A state statute or a federal statute or regulation applicable to a particular agency or decision prevails over a conflicting or inconsistent provision of this chapter.
(a) To the extent necessary to avoid a loss or delay of funds or services from the federal government that would otherwise be available to the state, the Governor may do any of the following by executive order:
  (1) Suspend, in whole or in part, any administrative adjudication provision of the Administrative Procedure Act.
  (2) Adopt a rule of procedure that will avoid the loss or delay.
  (b) The Governor shall rescind an executive order issued under this section as soon as it is no longer necessary to prevent the loss or delay of funds or services from the federal government.
  (c) If an administrative adjudication provision is suspended or rule of procedure is adopted pursuant to this section, the Governor shall promptly report the suspension or adoption to the Legislature.
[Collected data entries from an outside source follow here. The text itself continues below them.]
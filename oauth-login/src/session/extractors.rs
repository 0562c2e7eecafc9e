//! Session and flash message extractors
//!
//! [`SessionMiddleware`](super::SessionMiddleware) places a [`Session`] handle
//! in the request extensions. Handlers mutate it through the handle and the
//! middleware seals the result into the response cookie.

use axum::{extract::FromRequestParts, http::request::Parts};
use parking_lot::Mutex;
use serde::{Deserialize, Serialize};
use std::convert::Infallible;
use std::sync::Arc;

use super::data::{FlashMessage, SessionData, SessionError};
use crate::error::AppError;

#[derive(Debug)]
struct SessionState {
    data: SessionData,
    modified: bool,
}

/// Shared handle to the current request's session
///
/// Cloning the handle shares the underlying data.
///
/// # Example
///
/// ```rust,ignore
/// use oauth_login::session::Session;
///
/// async fn handler(session: Session) {
///     let user: Option<Identity> = session.get("user");
/// }
/// ```
#[derive(Debug, Clone)]
pub struct Session {
    inner: Arc<Mutex<SessionState>>,
}

impl Session {
    /// Wrap loaded session data
    #[must_use]
    pub fn new(data: SessionData) -> Self {
        Self {
            inner: Arc::new(Mutex::new(SessionState {
                data,
                modified: false,
            })),
        }
    }

    /// Get a value from the session
    #[must_use]
    pub fn get<T: for<'de> Deserialize<'de>>(&self, key: &str) -> Option<T> {
        self.inner.lock().data.get(key)
    }

    /// Set a value in the session
    ///
    /// # Errors
    ///
    /// Returns error if value cannot be serialized to JSON
    pub fn set<T: Serialize>(&self, key: &str, value: T) -> Result<(), SessionError> {
        let mut state = self.inner.lock();
        state.data.set(key, value)?;
        state.modified = true;
        Ok(())
    }

    /// Remove a value, returning whether it was present
    pub fn remove(&self, key: &str) -> bool {
        let mut state = self.inner.lock();
        let removed = state.data.remove(key).is_some();
        state.modified |= removed;
        removed
    }

    /// Remove a value and return it
    ///
    /// The key is removed even if its value does not deserialize as `T`.
    pub fn take<T: for<'de> Deserialize<'de>>(&self, key: &str) -> Option<T> {
        let mut state = self.inner.lock();
        let value = state.data.remove(key)?;
        state.modified = true;
        serde_json::from_value(value).ok()
    }

    /// Queue a flash message for the next rendered page
    pub fn flash(&self, message: FlashMessage) {
        let mut state = self.inner.lock();
        state.data.flash_messages.push(message);
        state.modified = true;
    }

    /// Take all queued flash messages
    pub fn take_flashes(&self) -> Vec<FlashMessage> {
        let mut state = self.inner.lock();
        if state.data.flash_messages.is_empty() {
            return Vec::new();
        }
        state.modified = true;
        std::mem::take(&mut state.data.flash_messages)
    }

    /// Whether the session changed since it was loaded
    #[must_use]
    pub fn is_modified(&self) -> bool {
        self.inner.lock().modified
    }

    /// Copy of the current session data
    #[must_use]
    pub fn snapshot(&self) -> SessionData {
        self.inner.lock().data.clone()
    }
}

impl<S> FromRequestParts<S> for Session
where
    S: Send + Sync,
{
    type Rejection = AppError;

    async fn from_request_parts(parts: &mut Parts, _state: &S) -> Result<Self, Self::Rejection> {
        parts
            .extensions
            .get::<Self>()
            .cloned()
            .ok_or(AppError::Session(SessionError::NotInitialized))
    }
}

/// Extractor for flash messages
///
/// Takes the queued flash messages out of the session, so each message is
/// rendered exactly once.
#[derive(Debug, Clone, Default)]
pub struct FlashExtractor(pub Vec<FlashMessage>);

impl<S> FromRequestParts<S> for FlashExtractor
where
    S: Send + Sync,
{
    type Rejection = Infallible;

    async fn from_request_parts(parts: &mut Parts, _state: &S) -> Result<Self, Self::Rejection> {
        let messages = parts
            .extensions
            .get::<Session>()
            .map(Session::take_flashes)
            .unwrap_or_default();

        Ok(Self(messages))
    }
}
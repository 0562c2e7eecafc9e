//! HTTP handlers
//!
//! Routes are assembled in [`crate::router`].

pub mod debug;
pub mod oauth;
pub mod pages;
pub mod urls;

pub use debug::debug_redirects;
pub use oauth::{callback, login, CallbackParams};
pub use pages::{health, index, logout, not_found, profile};
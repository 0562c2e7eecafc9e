//! Google OAuth2 provider
//!
//! Google speaks standard OpenID Connect. The account chooser is forced with
//! `prompt=select_account` so switching Google accounts is possible after
//! logout.

use super::ProviderDefaults;
use crate::oauth2::types::TokenAuthMethod;

/// Google endpoints
pub const DEFAULTS: ProviderDefaults = ProviderDefaults {
    auth_url: "https://accounts.google.com/o/oauth2/v2/auth",
    token_url: "https://oauth2.googleapis.com/token",
    userinfo_url: "https://openidconnect.googleapis.com/v1/userinfo",
    issuer: "https://accounts.google.com",
    scopes: &["openid", "email", "profile"],
    token_auth: TokenAuthMethod::ClientSecretBasic,
    use_pkce: true,
    extra_auth_params: &[("prompt", "select_account")],
};
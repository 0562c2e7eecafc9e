//! OAuth2 client shared by every provider
//!
//! Builds authorization URLs with the `oauth2` crate, then performs the token
//! exchange and userinfo fetch directly over `reqwest` so that minimal
//! provider responses (an `access_token` without `token_type`) are accepted.
//! Discovery reads the issuer's metadata document into `openidconnect`'s
//! typed form; the JWKS is not fetched since ID tokens are never verified.

use oauth2::{basic::BasicClient, AuthUrl, ClientId, CsrfToken, PkceCodeChallenge, RedirectUrl, Scope};
use openidconnect::{core::CoreProviderMetadata, IssuerUrl};
use reqwest::header::ACCEPT;
use serde::Deserialize;
use std::time::Duration;

use super::types::{
    AuthorizationRequest, Identity, OAuthError, OAuthToken, PendingLogin, ProviderConfig,
    TokenAuthMethod, UserInfoClaims,
};

/// Endpoints resolved from an issuer's OpenID configuration
#[derive(Debug, Clone, PartialEq, Eq)]
pub struct DiscoveredEndpoints {
    /// Authorization endpoint
    pub auth_url: String,
    /// Token endpoint
    pub token_url: String,
    /// UserInfo endpoint
    pub userinfo_url: String,
}

/// Token endpoint response, as lenient as providers require
#[derive(Debug, Deserialize)]
struct TokenEndpointResponse {
    access_token: Option<String>,
    token_type: Option<String>,
}

/// HTTP side of the login flow
#[derive(Debug, Clone)]
pub struct OAuthClient {
    http: reqwest::Client,
}

impl OAuthClient {
    /// Create a client whose outbound calls give up after `timeout`
    ///
    /// Redirects are never followed.
    ///
    /// # Errors
    ///
    /// Returns error if the HTTP client cannot be built
    pub fn new(timeout: Duration) -> Result<Self, OAuthError> {
        let http = reqwest::Client::builder()
            .redirect(reqwest::redirect::Policy::none())
            .timeout(timeout)
            .build()
            .map_err(|e| OAuthError::Configuration(format!("Failed to build HTTP client: {e}")))?;

        Ok(Self { http })
    }

    /// Generate the authorization URL, CSRF state and PKCE verifier
    ///
    /// # Errors
    ///
    /// Returns error if the authorization endpoint or redirect URI is not a
    /// valid URL
    pub fn authorization_request(
        &self,
        config: &ProviderConfig,
        redirect_uri: &str,
    ) -> Result<AuthorizationRequest, OAuthError> {
        let client = BasicClient::new(ClientId::new(config.client_id.clone()))
            .set_auth_uri(
                AuthUrl::new(config.auth_url.clone())
                    .map_err(|e| OAuthError::Configuration(format!("Invalid auth URL: {e}")))?,
            )
            .set_redirect_uri(
                RedirectUrl::new(redirect_uri.to_string())
                    .map_err(|e| OAuthError::Configuration(format!("Invalid redirect URI: {e}")))?,
            );

        let mut request = client
            .authorize_url(CsrfToken::new_random)
            .add_scopes(config.scopes.iter().cloned().map(Scope::new));

        for (name, value) in &config.extra_auth_params {
            request = request.add_extra_param(name.as_str(), value.as_str());
        }

        let pkce_verifier = if config.use_pkce {
            let (pkce_challenge, pkce_verifier) = PkceCodeChallenge::new_random_sha256();
            request = request.set_pkce_challenge(pkce_challenge);
            Some(pkce_verifier.secret().clone())
        } else {
            None
        };

        let (auth_url, csrf_state) = request.url();

        Ok(AuthorizationRequest {
            url: auth_url.to_string(),
            state: csrf_state.secret().clone(),
            pkce_verifier,
        })
    }

    /// Exchange authorization code for access token
    ///
    /// # Errors
    ///
    /// Returns [`OAuthError::TokenExchangeFailed`] on transport failure,
    /// timeout, non-success status, unparseable body, or a missing
    /// `access_token`
    pub async fn exchange_code(
        &self,
        config: &ProviderConfig,
        code: &str,
        redirect_uri: &str,
        pkce_verifier: Option<&str>,
    ) -> Result<OAuthToken, OAuthError> {
        let mut form = vec![
            ("grant_type", "authorization_code"),
            ("code", code),
            ("redirect_uri", redirect_uri),
            ("client_id", config.client_id.as_str()),
        ];
        if let Some(verifier) = pkce_verifier {
            form.push(("code_verifier", verifier));
        }

        let mut request = self
            .http
            .post(&config.token_url)
            .header(ACCEPT, "application/json");

        match config.token_auth {
            TokenAuthMethod::ClientSecretBasic => {
                request = request.basic_auth(&config.client_id, Some(&config.client_secret));
            }
            TokenAuthMethod::ClientSecretPost => {
                form.push(("client_secret", config.client_secret.as_str()));
            }
        }

        let response = request
            .form(&form)
            .send()
            .await
            .map_err(|e| OAuthError::TokenExchangeFailed(describe_transport_error(&e)))?;

        let body: TokenEndpointResponse = check_http_response(response)
            .await
            .map_err(OAuthError::TokenExchangeFailed)?;

        let access_token = body
            .access_token
            .filter(|token| !token.is_empty())
            .ok_or_else(|| {
                OAuthError::TokenExchangeFailed("Token response has no access_token".to_string())
            })?;

        // A missing token_type is taken as bearer
        if let Some(token_type) = body
            .token_type
            .filter(|token_type| !token_type.eq_ignore_ascii_case("bearer"))
        {
            return Err(OAuthError::TokenExchangeFailed(format!(
                "Unsupported token type: {token_type}"
            )));
        }

        Ok(OAuthToken { access_token })
    }

    /// Fetch the userinfo claims for `token`
    ///
    /// # Errors
    ///
    /// Returns [`OAuthError::UserInfoFailed`] on transport failure, timeout,
    /// non-success status, or unparseable body
    pub async fn fetch_claims(
        &self,
        config: &ProviderConfig,
        token: &OAuthToken,
    ) -> Result<UserInfoClaims, OAuthError> {
        let response = self
            .http
            .get(&config.userinfo_url)
            .header(ACCEPT, "application/json")
            .bearer_auth(&token.access_token)
            .send()
            .await
            .map_err(|e| OAuthError::UserInfoFailed(describe_transport_error(&e)))?;

        check_http_response(response)
            .await
            .map_err(OAuthError::UserInfoFailed)
    }

    /// Fetch the userinfo claims and map them to an [`Identity`]
    ///
    /// # Errors
    ///
    /// Returns [`OAuthError::UserInfoFailed`] if the fetch fails or the claims
    /// carry no subject
    pub async fn fetch_identity(
        &self,
        config: &ProviderConfig,
        token: &OAuthToken,
    ) -> Result<Identity, OAuthError> {
        let claims = self.fetch_claims(config, token).await?;
        Identity::from_claims(config.provider, claims)
    }

    /// Finish a verified login: exchange `code` and resolve the identity
    ///
    /// # Errors
    ///
    /// Returns the first failing step's error
    pub async fn complete_login(
        &self,
        config: &ProviderConfig,
        pending: &PendingLogin,
        code: &str,
    ) -> Result<Identity, OAuthError> {
        let token = self
            .exchange_code(
                config,
                code,
                &pending.redirect_uri,
                pending.pkce_verifier.as_deref(),
            )
            .await?;

        tracing::debug!(provider = %config.provider, "Authorization code exchanged");

        self.fetch_identity(config, &token).await
    }

    /// Resolve endpoints from an issuer's OpenID configuration document
    ///
    /// # Errors
    ///
    /// Returns [`OAuthError::Configuration`] if the issuer URL is invalid,
    /// the document cannot be fetched or parsed, names a different issuer,
    /// or lacks a token or userinfo endpoint
    pub async fn discover(&self, issuer: &str) -> Result<DiscoveredEndpoints, OAuthError> {
        let discovery_failed =
            |e: String| OAuthError::Configuration(format!("Failed to discover provider {issuer}: {e}"));

        let issuer_url = IssuerUrl::new(issuer.to_string())
            .map_err(|e| OAuthError::Configuration(format!("Invalid issuer URL: {e}")))?;
        let document_url = issuer_url
            .join(".well-known/openid-configuration")
            .map_err(|e| OAuthError::Configuration(format!("Invalid issuer URL: {e}")))?;

        let response = self
            .http
            .get(document_url)
            .header(ACCEPT, "application/json")
            .send()
            .await
            .map_err(|e| discovery_failed(describe_transport_error(&e)))?;

        let provider_metadata: CoreProviderMetadata =
            check_http_response(response).await.map_err(discovery_failed)?;

        if provider_metadata.issuer().as_str() != issuer_url.as_str() {
            return Err(discovery_failed(format!(
                "document names issuer {}",
                provider_metadata.issuer().as_str()
            )));
        }

        let auth_url = provider_metadata.authorization_endpoint().to_string();

        let token_url = provider_metadata
            .token_endpoint()
            .ok_or_else(|| OAuthError::Configuration(format!("{issuer} has no token endpoint")))?
            .to_string();

        let userinfo_url = provider_metadata
            .userinfo_endpoint()
            .ok_or_else(|| {
                OAuthError::Configuration(format!("{issuer} has no userinfo endpoint"))
            })?
            .to_string();

        Ok(DiscoveredEndpoints {
            auth_url,
            token_url,
            userinfo_url,
        })
    }
}

/// Check HTTP response status and parse JSON
///
/// Non-success statuses are reported as `HTTP <status>: <error>` using the
/// OAuth2 `error` field when the body carries one.
async fn check_http_response<T: for<'de> Deserialize<'de>>(
    response: reqwest::Response,
) -> Result<T, String> {
    let status = response.status();

    if !status.is_success() {
        let detail = response
            .json::<serde_json::Value>()
            .await
            .ok()
            .and_then(|body| {
                body.get("error")
                    .and_then(serde_json::Value::as_str)
                    .map(ToString::to_string)
            });

        return Err(match detail {
            Some(error) => format!("HTTP {status}: {error}"),
            None => format!("HTTP {status}"),
        });
    }

    response
        .json()
        .await
        .map_err(|e| format!("Failed to parse JSON: {e}"))
}

fn describe_transport_error(error: &reqwest::Error) -> String {
    if error.is_timeout() {
        "request timed out".to_string()
    } else {
        error.to_string()
    }
}
//! End-to-end login flow tests
//!
//! The router is driven with `oneshot`; provider token and userinfo
//! endpoints are stubbed with wiremock.

mod common;

use axum::http::StatusCode;
use common::{app, body_string, config, location, query_params, start_login, Browser};
use oauth_login::config::ProviderSettings;
use serde_json::json;
use wiremock::matchers::{body_string_contains, header, header_exists, method, path};
use wiremock::{Mock, MockServer, ResponseTemplate};

async fn mock_google_success(server: &MockServer) {
    Mock::given(method("POST"))
        .and(path("/google/token"))
        .and(header_exists("authorization"))
        .and(body_string_contains("grant_type=authorization_code"))
        .and(body_string_contains("code=good-code"))
        .and(body_string_contains("code_verifier="))
        .respond_with(ResponseTemplate::new(200).set_body_json(json!({"access_token": "tok123"})))
        .expect(1)
        .mount(server)
        .await;

    Mock::given(method("GET"))
        .and(path("/google/userinfo"))
        .and(header("authorization", "Bearer tok123"))
        .respond_with(ResponseTemplate::new(200).set_body_json(json!({
            "sub": "u1",
            "name": "Alice",
            "email": "a@x.com"
        })))
        .mount(server)
        .await;
}

async fn login_with_google(browser: &mut Browser) {
    let state = start_login(browser, "google").await;
    let response = browser
        .get(&format!("/auth/google?code=good-code&state={state}"))
        .await;
    assert_eq!(response.status(), StatusCode::SEE_OTHER);
    assert_eq!(location(&response), "/profile");
}

#[tokio::test]
async fn login_redirects_to_google_authorization_endpoint() {
    let server = MockServer::start().await;
    let mut browser = Browser::new(app(config(&server.uri())).await);

    let response = browser.get("/login/google").await;
    assert_eq!(response.status(), StatusCode::FOUND);

    let url = location(&response);
    assert!(url.starts_with("https://accounts.google.com/o/oauth2/v2/auth?"));

    let params = query_params(&url);
    assert_eq!(params["client_id"], "google-client");
    assert_eq!(params["redirect_uri"], "http://localhost:5000/auth/google");
    assert_eq!(params["response_type"], "code");
    assert_eq!(params["scope"], "openid email profile");
    assert_eq!(params["prompt"], "select_account");
    assert_eq!(params["code_challenge_method"], "S256");
    assert!(!params["state"].is_empty());
    assert!(browser.cookie().is_some());
}

#[tokio::test]
async fn login_redirects_to_linkedin_authorization_endpoint() {
    let server = MockServer::start().await;
    let mut browser = Browser::new(app(config(&server.uri())).await);

    let response = browser.get("/login/LinkedIn").await;
    assert_eq!(response.status(), StatusCode::FOUND);

    let url = location(&response);
    assert!(url.starts_with("https://www.linkedin.com/oauth/v2/authorization?"));

    let params = query_params(&url);
    assert_eq!(params["client_id"], "linkedin-client");
    assert_eq!(params["redirect_uri"], "http://localhost:5000/auth/linkedin");
    assert_eq!(params["scope"], "openid profile email");
    assert!(!params.contains_key("code_challenge"));
}

#[tokio::test]
async fn unknown_provider_is_not_found() {
    let server = MockServer::start().await;
    let mut browser = Browser::new(app(config(&server.uri())).await);

    assert_eq!(browser.get("/login/github").await.status(), StatusCode::NOT_FOUND);
    assert_eq!(
        browser.get("/auth/github?code=x&state=y").await.status(),
        StatusCode::NOT_FOUND
    );
}

#[tokio::test]
async fn disabled_provider_flashes_and_redirects_home() {
    let server = MockServer::start().await;
    let mut config = config(&server.uri());
    config.oauth2.linkedin = ProviderSettings::default();
    let mut browser = Browser::new(app(config).await);

    let response = browser.get("/login/linkedin").await;
    assert_eq!(response.status(), StatusCode::SEE_OTHER);
    assert_eq!(location(&response), "/");

    let page = body_string(browser.get("/").await).await;
    assert!(page.contains("LinkedIn sign-in is not configured"));
    assert!(page.contains("flash-warning"));
    assert!(!page.contains("/login/linkedin"));
    assert!(page.contains("/login/google"));
}

#[tokio::test]
async fn successful_google_login_shows_profile() {
    let server = MockServer::start().await;
    mock_google_success(&server).await;
    let mut browser = Browser::new(app(config(&server.uri())).await);

    login_with_google(&mut browser).await;

    let response = browser.get("/profile").await;
    assert_eq!(response.status(), StatusCode::OK);
    let page = body_string(response).await;
    assert!(page.contains("Alice"));
    assert!(page.contains("a@x.com"));
    assert!(page.contains("u1"));
    assert!(page.contains("Google"));
    assert!(page.contains("Logged in with Google!"));

    // Flash is shown once
    let page = body_string(browser.get("/profile").await).await;
    assert!(!page.contains("Logged in with Google!"));

    let page = body_string(browser.get("/").await).await;
    assert!(page.contains("Welcome back, Alice"));
}

#[tokio::test]
async fn successful_linkedin_login_posts_client_secret() {
    let server = MockServer::start().await;
    Mock::given(method("POST"))
        .and(path("/linkedin/token"))
        .and(body_string_contains("client_id=linkedin-client"))
        .and(body_string_contains("client_secret=linkedin-secret"))
        .and(body_string_contains("code=li-code"))
        .respond_with(ResponseTemplate::new(200).set_body_json(json!({
            "access_token": "li-token",
            "expires_in": 5184000
        })))
        .expect(1)
        .mount(&server)
        .await;
    Mock::given(method("GET"))
        .and(path("/linkedin/userinfo"))
        .and(header("authorization", "Bearer li-token"))
        .respond_with(ResponseTemplate::new(200).set_body_json(json!({
            "sub": "li-42",
            "given_name": "Ada",
            "family_name": "Lovelace",
            "picture": "https://media.example.com/ada.png"
        })))
        .mount(&server)
        .await;

    let mut browser = Browser::new(app(config(&server.uri())).await);
    let state = start_login(&mut browser, "linkedin").await;

    let response = browser
        .get(&format!("/auth/linkedin?code=li-code&state={state}"))
        .await;
    assert_eq!(location(&response), "/profile");

    let page = body_string(browser.get("/profile").await).await;
    assert!(page.contains("Ada Lovelace"));
    assert!(page.contains("LinkedIn"));
    assert!(page.contains("No email shared"));
    assert!(page.contains("Logged in with LinkedIn!"));
}

#[tokio::test]
async fn provider_error_redirects_home_without_identity() {
    let server = MockServer::start().await;
    Mock::given(method("POST"))
        .respond_with(ResponseTemplate::new(200))
        .expect(0)
        .mount(&server)
        .await;
    let mut browser = Browser::new(app(config(&server.uri())).await);

    let state = start_login(&mut browser, "google").await;
    let response = browser
        .get(&format!("/auth/google?error=access_denied&state={state}"))
        .await;
    assert_eq!(response.status(), StatusCode::SEE_OTHER);
    assert_eq!(location(&response), "/");

    let page = body_string(browser.get("/").await).await;
    assert!(page.contains("Failed to log in with Google: Authorization denied: access_denied"));

    assert_eq!(location(&browser.get("/profile").await), "/");
}

#[tokio::test]
async fn missing_code_is_denied() {
    let server = MockServer::start().await;
    let mut browser = Browser::new(app(config(&server.uri())).await);

    let state = start_login(&mut browser, "google").await;
    let response = browser.get(&format!("/auth/google?state={state}")).await;
    assert_eq!(location(&response), "/");

    let page = body_string(browser.get("/").await).await;
    assert!(page.contains("No authorization code provided"));
}

#[tokio::test]
async fn token_endpoint_failure_redirects_home_without_identity() {
    let server = MockServer::start().await;
    Mock::given(method("POST"))
        .and(path("/google/token"))
        .respond_with(ResponseTemplate::new(400).set_body_json(json!({"error": "invalid_grant"})))
        .mount(&server)
        .await;
    let mut browser = Browser::new(app(config(&server.uri())).await);

    let state = start_login(&mut browser, "google").await;
    let response = browser
        .get(&format!("/auth/google?code=bad-code&state={state}"))
        .await;
    assert_eq!(location(&response), "/");

    let page = body_string(browser.get("/").await).await;
    assert!(page.contains("Failed to log in with Google"));
    assert!(page.contains("HTTP 400 Bad Request: invalid_grant"));

    assert_eq!(location(&browser.get("/profile").await), "/");
}

#[tokio::test]
async fn userinfo_without_subject_fails_login() {
    let server = MockServer::start().await;
    Mock::given(method("POST"))
        .and(path("/google/token"))
        .respond_with(ResponseTemplate::new(200).set_body_json(json!({"access_token": "tok123"})))
        .mount(&server)
        .await;
    Mock::given(method("GET"))
        .and(path("/google/userinfo"))
        .respond_with(ResponseTemplate::new(200).set_body_json(json!({"name": "Nobody"})))
        .mount(&server)
        .await;
    let mut browser = Browser::new(app(config(&server.uri())).await);

    let state = start_login(&mut browser, "google").await;
    let response = browser
        .get(&format!("/auth/google?code=good-code&state={state}"))
        .await;
    assert_eq!(location(&response), "/");
    assert_eq!(location(&browser.get("/profile").await), "/");
}

#[tokio::test]
async fn mismatched_state_never_reaches_token_endpoint() {
    let server = MockServer::start().await;
    Mock::given(method("POST"))
        .respond_with(ResponseTemplate::new(200).set_body_json(json!({"access_token": "tok123"})))
        .expect(0)
        .mount(&server)
        .await;
    let mut browser = Browser::new(app(config(&server.uri())).await);

    start_login(&mut browser, "google").await;
    let response = browser
        .get("/auth/google?code=good-code&state=forged")
        .await;
    assert_eq!(location(&response), "/");

    let page = body_string(browser.get("/").await).await;
    assert!(page.contains("Invalid or expired login state"));
    assert_eq!(location(&browser.get("/profile").await), "/");
}

#[tokio::test]
async fn callback_without_pending_login_is_rejected() {
    let server = MockServer::start().await;
    Mock::given(method("POST"))
        .respond_with(ResponseTemplate::new(200))
        .expect(0)
        .mount(&server)
        .await;
    let mut browser = Browser::new(app(config(&server.uri())).await);

    let response = browser.get("/auth/google?code=good-code&state=anything").await;
    assert_eq!(location(&response), "/");
    assert_eq!(location(&browser.get("/profile").await), "/");
}

#[tokio::test]
async fn callback_for_other_provider_is_rejected() {
    let server = MockServer::start().await;
    Mock::given(method("POST"))
        .respond_with(ResponseTemplate::new(200))
        .expect(0)
        .mount(&server)
        .await;
    let mut browser = Browser::new(app(config(&server.uri())).await);

    let state = start_login(&mut browser, "google").await;
    let response = browser
        .get(&format!("/auth/linkedin?code=good-code&state={state}"))
        .await;
    assert_eq!(location(&response), "/");
    assert_eq!(location(&browser.get("/profile").await), "/");
}

#[tokio::test]
async fn replayed_callback_keeps_existing_identity() {
    let server = MockServer::start().await;
    mock_google_success(&server).await;
    let mut browser = Browser::new(app(config(&server.uri())).await);

    let state = start_login(&mut browser, "google").await;
    let callback = format!("/auth/google?code=good-code&state={state}");
    assert_eq!(location(&browser.get(&callback).await), "/profile");

    // The pending login was consumed; the replay fails but the user stays logged in
    assert_eq!(location(&browser.get(&callback).await), "/");

    let response = browser.get("/profile").await;
    assert_eq!(response.status(), StatusCode::OK);
    assert!(body_string(response).await.contains("Alice"));
}

#[tokio::test]
async fn logout_clears_identity() {
    let server = MockServer::start().await;
    mock_google_success(&server).await;
    let mut browser = Browser::new(app(config(&server.uri())).await);

    login_with_google(&mut browser).await;

    let response = browser.get("/logout").await;
    assert_eq!(response.status(), StatusCode::SEE_OTHER);
    assert_eq!(location(&response), "/");

    let page = body_string(browser.get("/").await).await;
    assert!(page.contains("been logged out."));
    assert!(page.contains("Sign in with Google"));

    assert_eq!(location(&browser.get("/profile").await), "/");
}

#[tokio::test]
async fn logout_while_anonymous_is_a_no_op() {
    let server = MockServer::start().await;
    let mut browser = Browser::new(app(config(&server.uri())).await);

    let response = browser.get("/logout").await;
    assert_eq!(response.status(), StatusCode::SEE_OTHER);
    assert_eq!(location(&response), "/");
    assert!(browser.cookie().is_none());

    let page = body_string(browser.get("/").await).await;
    assert!(!page.contains("logged out"));
}

#[tokio::test]
async fn tampered_cookie_is_anonymous() {
    let server = MockServer::start().await;
    mock_google_success(&server).await;
    let mut browser = Browser::new(app(config(&server.uri())).await);

    login_with_google(&mut browser).await;

    let mut cookie = browser.cookie().unwrap().to_string();
    let last = cookie.pop().unwrap();
    cookie.push(if last == 'A' { 'B' } else { 'A' });
    browser.set_cookie(&cookie);

    assert_eq!(location(&browser.get("/profile").await), "/");
}

#[tokio::test]
async fn garbage_cookie_is_anonymous() {
    let server = MockServer::start().await;
    let mut browser = Browser::new(app(config(&server.uri())).await);
    browser.set_cookie("not-a-session");

    assert_eq!(location(&browser.get("/profile").await), "/");

    let response = browser.get("/").await;
    assert_eq!(response.status(), StatusCode::OK);
}
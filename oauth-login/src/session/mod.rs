//! Cookie-backed sessions
//!
//! The whole session lives client-side in a single AES-256-GCM sealed cookie:
//!
//! - [`SessionCodec`] seals and opens cookie values
//! - [`SessionLayer`] loads the session per request and persists changes
//! - [`Session`] is the handler-facing handle, [`FlashExtractor`] drains
//!   one-time messages
//!
//! # Example
//!
//! ```rust,ignore
//! use oauth_login::session::{FlashMessage, Session};
//!
//! async fn handler(session: Session) {
//!     session.flash(FlashMessage::info("Hello"));
//! }
//! ```

pub mod codec;
pub mod data;
pub mod extractors;
pub mod middleware;

pub use codec::{SessionCodec, SessionKey, MIN_SECRET_LEN};
pub use data::{
    FlashLevel, FlashMessage, SessionData, SessionError, PENDING_LOGIN_KEY, USER_KEY,
};
pub use extractors::{FlashExtractor, Session};
pub use middleware::{SessionConfig, SessionLayer, SessionMiddleware};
The report shall include recommendations concerning any legislation that may be necessary to conform the provision to federal law.
Except to the extent prohibited by another statute or regulation, a person may waive a right conferred on the person by the administrative adjudication provisions of the Administrative Procedure Act.
(a) An agency may provide any appropriate procedure for a decision for which an adjudicative proceeding is not required.
  (b) An adjudicative proceeding is not required for informal factfinding or an informal investigatory hearing, or a decision to initiate or not to initiate an investigation, prosecution, or other proceeding before the agency, another agency, or a court, whether in response to an application for an agency decision or otherwise.
(a) An agency may formulate and issue a decision by settlement, pursuant to an agreement of the parties, without conducting an adjudicative proceeding. Subject to subdivision (c), the settlement may be on any terms the parties determine are appropriate. Notwithstanding any other provision of law, no evidence of an offer of compromise or settlement made in settlement negotiations is admissible in an adjudicative proceeding or civil action, whether as affirmative evidence, by way of impeachment, or for any other purpose, and no evidence of conduct or statements made in settlement negotiations is admissible to prove liability for any loss or damage except to the extent provided in Section 1152 of the Evidence Code. Nothing in this subdivision makes inadmissible any public document created by a public agency.
  (b) A settlement may be made before or after issuance of an agency pleading, except that in an adjudicative proceeding to determine whether an occupational license should be revoked, suspended, limited, or conditioned, a settlement may not be made before issuance of the agency pleading. A settlement may be made before, during, or after the hearing.
  (c) A settlement is subject to any necessary agency approval. An agency head may delegate the power to approve a settlement. The terms of a settlement may not be contrary to statute or regulation, except that the settlement may include sanctions the agency would otherwise lack power to impose.